米国のドナルド・トランプ大統領が中国に対して暴言を吐いたのに続き、マイク・ポンペオ国務長官が中国を「悪辣な独裁政権」と呼ぶなど、米国政府の中国攻撃がますます激しくなっている。これらの発言は、中国最大の政治的行事である全国人民代表大会(全人代)と全国人民政治協商会議(政協)などの両会の直前に出てきたという点で、意図的な挑発に映る。米国上院も中国企業の米国証券市場の上場に歯止めをかける法案を通過させるなど、政権の加勢に出た。
米国のマイク・ポンペオ国務長官は20日(現地時間)、国務省庁舎で行ったメディア会見で「中国は1949年以来、悪辣な独裁政権により統治されている」として「私たちは過去数十年間、貿易や科学交流、外交などを通じて中国が私たちに同等になることを期待したが、この期待は実現しなかった」と中国を責め立てたとAP通信などが報道した。ポンペオ長官の発言は、トランプ大統領がツイッターに投稿した書き込みで「狂った人」「間抜け」のような暴言まで動員して中国を攻撃した直後に出てきた。
ポンペオ長官は、中国の習近平国家主席が18日、世界保健機構(WHO)のテレビ総会で2年間に20億ドル(約2200億円)の国際援助を約束したことに対して、中国が新型コロナウイルス感染症(COVID-19)で全世界に及ぼした被害に比べると取るに足らないとし、習主席を直接攻撃した。彼は中国がCOIVD-19事態以後、透明に行動したという習主席の主張について「透明性を示すには、記者会見を開いて記者が望むことを何でも質問させなければならないだろう」と指摘した。
また、ポンペオ長官は香港の民主化活動家に対する弾圧を取り上げて「このような弾圧は、香港が中国本土から高い自治権を享受していると評価することを、より一層難しくする」と指摘した。昨年制定された香港人権民主主義法は、国務長官が香港の自治の状況を評価して議会に報告するようにしているが、今月末に予定される報告で否定的な評価が出れば、米国が香港に付与した貿易・投資関連の特恵が撤回されることもあり得る。中国外交部は21日午前、米国が香港政府を脅かしているとして、最近の米国の態度は傲慢な内政干渉だと攻撃した。
ポンペオ長官の発言の後、ホワイトハウスは中国の経済政策、軍事力強化、人権問題などを全面的に攻撃する20項目の報告書を出して加勢した。
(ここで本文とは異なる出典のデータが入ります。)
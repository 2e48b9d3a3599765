//! Per-field value normalizers.
//!
//! Each normalizer returns `None` when the raw capture does not survive
//! validation. All of them are idempotent: feeding a normalized value back in
//! returns it unchanged.

use std::sync::LazyLock;

use regex::Regex;

use crate::identity::NO_EXPIRY;

static NON_DIGIT: LazyLock<Regex> = LazyLock::new(|| Regex::new(r"[^0-9]+").unwrap());
static WHITESPACE: LazyLock<Regex> = LazyLock::new(|| Regex::new(r"\s+").unwrap());
static NOT_NAME_CHAR: LazyLock<Regex> =
  LazyLock::new(|| Regex::new(r"[^\p{L}\p{M}\s]+").unwrap());
static DATE_PARTS: LazyLock<Regex> = LazyLock::new(|| {
  Regex::new(r"^([0-9]{1,2})[/\-.]([0-9]{1,2})[/\-.]([0-9]{4})$").unwrap()
});
static COMPACT_DATE: LazyLock<Regex> =
  LazyLock::new(|| Regex::new(r"^([0-9]{2})([0-9]{2})([0-9]{4})$").unwrap());
static NO_EXPIRY_PHRASE: LazyLock<Regex> = LazyLock::new(|| {
  Regex::new(
    r"(?i)^(?:(?:kh[oôóố]ng|v[oôó])\s*(?:x[aá]c\s*đ[iị]nh\s*)?th[oờơớ]i\s*h[aạ]n|không\s*có\s*giá\s*trị\s*hết\s*hạn|indefinite|unlimited|no\s*expiry)$",
  )
  .unwrap()
});
static LEADING_ARTIFACTS: LazyLock<Regex> =
  LazyLock::new(|| Regex::new(r"^[\s:.,;/\\\-|_~*'`\x22«»•●]+").unwrap());
static TRAILING_ARTIFACTS: LazyLock<Regex> =
  LazyLock::new(|| Regex::new(r"[\s:.,;/\\\-|_~*'`\x22«»•●]+$").unwrap());
static VIETNAM: LazyLock<Regex> = LazyLock::new(|| {
  Regex::new(r"(?i)^v[iíìịỉ1l]?[eêệếềẹé]?t\s*n[aăâ][mn]?(?:\s*nam)?$|^vietnam(?:ese)?$|^việt\s*nain$").unwrap()
});

/// Collapse every whitespace run (including newlines) to a single space.
pub fn collapse_whitespace(s: &str) -> String {
  WHITESPACE.replace_all(s.trim(), " ").into_owned()
}

/// Keep digits only; accept 9 (legacy) or 12 (citizen) digit numbers.
pub fn id_number(raw: &str) -> Option<String> {
  let digits = NON_DIGIT.replace_all(raw, "");
  matches!(digits.len(), 9 | 12).then(|| digits.into_owned())
}

/// Restrict to letters and spaces, collapse whitespace, upper-case.
pub fn full_name(raw: &str) -> Option<String> {
  let letters = NOT_NAME_CHAR.replace_all(raw, " ");
  let name = collapse_whitespace(&letters).to_uppercase();
  (name.chars().count() > 1).then_some(name)
}

/// Whether `raw`, as a whole, states that a document never expires.
pub fn is_no_expiry(raw: &str) -> bool {
  let value = strip_artifacts(&collapse_whitespace(raw));
  value == NO_EXPIRY || NO_EXPIRY_PHRASE.is_match(&value)
}

/// Reparse a day-first date into `dd/mm/yyyy`.
///
/// With `allow_no_expiry`, a "no expiry" phrasing becomes [`NO_EXPIRY`]
/// rather than being rejected.
pub fn date(raw: &str, allow_no_expiry: bool) -> Option<String> {
  let compact: String = raw.chars().filter(|c| !c.is_whitespace()).collect();
  let Some(caps) = DATE_PARTS
    .captures(&compact)
    .or_else(|| COMPACT_DATE.captures(&compact))
  else {
    return (allow_no_expiry && is_no_expiry(raw)).then(|| NO_EXPIRY.to_string());
  };

  let day: u32 = caps[1].parse().ok()?;
  let month: u32 = caps[2].parse().ok()?;
  let year: u32 = caps[3].parse().ok()?;

  let valid = (1..=31).contains(&day)
    && (1..=12).contains(&month)
    && (1900..=2100).contains(&year);
  valid.then(|| format!("{day:02}/{month:02}/{year:04}"))
}

/// Fold gender spellings, including common OCR misreads, into `Nam`/`Nữ`.
pub fn gender(raw: &str) -> Option<String> {
  let token = collapse_whitespace(raw).to_lowercase();
  let token = token.trim_matches(|c: char| !c.is_alphanumeric());
  let value = match token {
    "nam" | "narn" | "nan" | "male" | "m" => "Nam",
    "nữ" | "nu" | "nừ" | "nứ" | "nũ" | "nự" | "nử" | "nù" | "nú" | "nụ" | "nư"
    | "female" | "f" => "Nữ",
    _ => return None,
  };
  Some(value.to_string())
}

/// Canonicalize the many OCR renderings of the Vietnamese nationality; other
/// values are kept as cleaned free text.
pub fn nationality(raw: &str) -> Option<String> {
  let value = strip_artifacts(&collapse_whitespace(raw));
  if VIETNAM.is_match(&value) {
    return Some("Việt Nam".to_string());
  }
  (value.chars().filter(|c| c.is_alphabetic()).count() >= 2).then_some(value)
}

/// Trim leading and trailing punctuation left behind by OCR.
pub fn strip_artifacts(s: &str) -> String {
  let s = LEADING_ARTIFACTS.replace(s, "");
  TRAILING_ARTIFACTS.replace(&s, "").into_owned()
}

/// Clean an address or other free-text value. `labels` matches any label
/// text that may have bled into the capture.
pub fn free_text(raw: &str, labels: &Regex) -> Option<String> {
  let mut current = raw.to_string();
  // Removing one label can splice together the halves of another.
  for _ in 0..4 {
    let stripped = labels.replace_all(&current, " ");
    let next = strip_artifacts(&collapse_whitespace(&stripped));
    if next == current {
      break;
    }
    current = next;
  }
  (current.chars().filter(|c| c.is_alphanumeric()).count() >= 2).then_some(current)
}

#[cfg(test)]
mod tests {
  use super::*;

  #[test]
  fn id_number_accepts_nine_or_twelve_digits() {
    assert_eq!(id_number("06 0098 0021 36").as_deref(), Some("060098002136"));
    assert_eq!(id_number("123.456.789").as_deref(), Some("123456789"));
    assert_eq!(id_number("1234567"), None);
    assert_eq!(id_number("1234567890"), None);
  }

  #[test]
  fn date_reparses_and_range_checks() {
    assert_eq!(date("12/ 04/1998", false).as_deref(), Some("12/04/1998"));
    assert_eq!(date("1-4-1998", false).as_deref(), Some("01/04/1998"));
    assert_eq!(date("12041998", false).as_deref(), Some("12/04/1998"));
    assert_eq!(date("32/01/2000", false), None);
    assert_eq!(date("01/13/2000", false), None);
    assert_eq!(date("01/01/1899", false), None);
    assert_eq!(date("01/01/2101", false), None);
  }

  #[test]
  fn no_expiry_phrasings_become_the_sentinel() {
    for raw in ["Không thời hạn", "KHONG THOI HAN", "Vô thời hạn", NO_EXPIRY] {
      assert_eq!(date(raw, true).as_deref(), Some(NO_EXPIRY), "{raw}");
    }
    assert_eq!(date("Không thời hạn", false), None);
    assert_eq!(date("Không thời hạn.", true).as_deref(), Some(NO_EXPIRY));
  }

  #[test]
  fn no_expiry_words_inside_a_date_do_not_replace_it() {
    assert_eq!(date("12/04/2038 indefinite", true), None);
    assert_eq!(date("indefinite 12/04/2038", true), None);
    assert!(!is_no_expiry("valid until 12/04/2038, not unlimited"));
    assert_eq!(date("12/04/2038", true).as_deref(), Some("12/04/2038"));
  }

  #[test]
  fn names_are_cleaned_and_upper_cased() {
    assert_eq!(full_name(" nguyễn  văn\nA. ").as_deref(), Some("NGUYỄN VĂN A"));
    assert_eq!(full_name("1 A 2"), None);
  }

  #[test]
  fn gender_folds_misspellings() {
    assert_eq!(gender("Nừ").as_deref(), Some("Nữ"));
    assert_eq!(gender(" NAM ").as_deref(), Some("Nam"));
    assert_eq!(gender("Unknown"), None);
  }

  #[test]
  fn nationality_variants_are_canonicalized() {
    for raw in ["Viet Nam", "Việt Nain", "ViệtNam", "VIỆT NAM.", "Vietnamese"] {
      assert_eq!(nationality(raw).as_deref(), Some("Việt Nam"), "{raw}");
    }
    assert_eq!(nationality("Lào").as_deref(), Some("Lào"));
  }

  #[test]
  fn normalizers_are_idempotent() {
    let labels = Regex::new(r"(?i)quê\s*quán").unwrap();
    let once = free_text(": Quê Quê quán quán Hà Nội, ", &labels);
    assert_eq!(once.as_deref().and_then(|v| free_text(v, &labels)), once);

    let id = id_number("06 0098 0021 36").unwrap();
    assert_eq!(id_number(&id).as_deref(), Some(id.as_str()));

    let d = date("5.6.2001", false).unwrap();
    assert_eq!(date(&d, false).as_deref(), Some(d.as_str()));

    let n = full_name("trần thị b").unwrap();
    assert_eq!(full_name(&n).as_deref(), Some(n.as_str()));

    let g = gender("nu").unwrap();
    assert_eq!(gender(&g).as_deref(), Some(g.as_str()));

    let v = nationality("Viet Nam").unwrap();
    assert_eq!(nationality(&v).as_deref(), Some(v.as_str()));

    let e = date("Khong thoi han", true).unwrap();
    assert_eq!(date(&e, true).as_deref(), Some(e.as_str()));
  }

  #[test]
  fn free_text_strips_labels_and_artifacts() {
    let labels = Regex::new(r"(?i)place\s*of\s*residence").unwrap();
    assert_eq!(
      free_text("/ Place of residence: Thôn 3, Xã Tân Lập |", &labels).as_deref(),
      Some("Thôn 3, Xã Tân Lập"),
    );
    assert_eq!(free_text(" : ", &labels), None);
  }
}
同日、米国上院も中国企業の米国証券市場への上場を防ぐことができる「外国企業責任法」を満場一致で通過させた。ジョン・ケネディ共和党議員がクリス・バンホーレン民主党議員と共同発議したこの法案は、米国上場企業会計監視委員会(PCAOB)の会計監査を3年間通過できなかった外国企業は米国証券市場に上場できないようにする内容を盛り込んでいる。また、上場企業は外国政府が所有権と統制権を持っているのか公開するようにした。この法案が施行されるには下院を通過しなければならないが、民主・共和両党の重鎮が超党派的に発議した法案なので、下院通過の可能性が高い。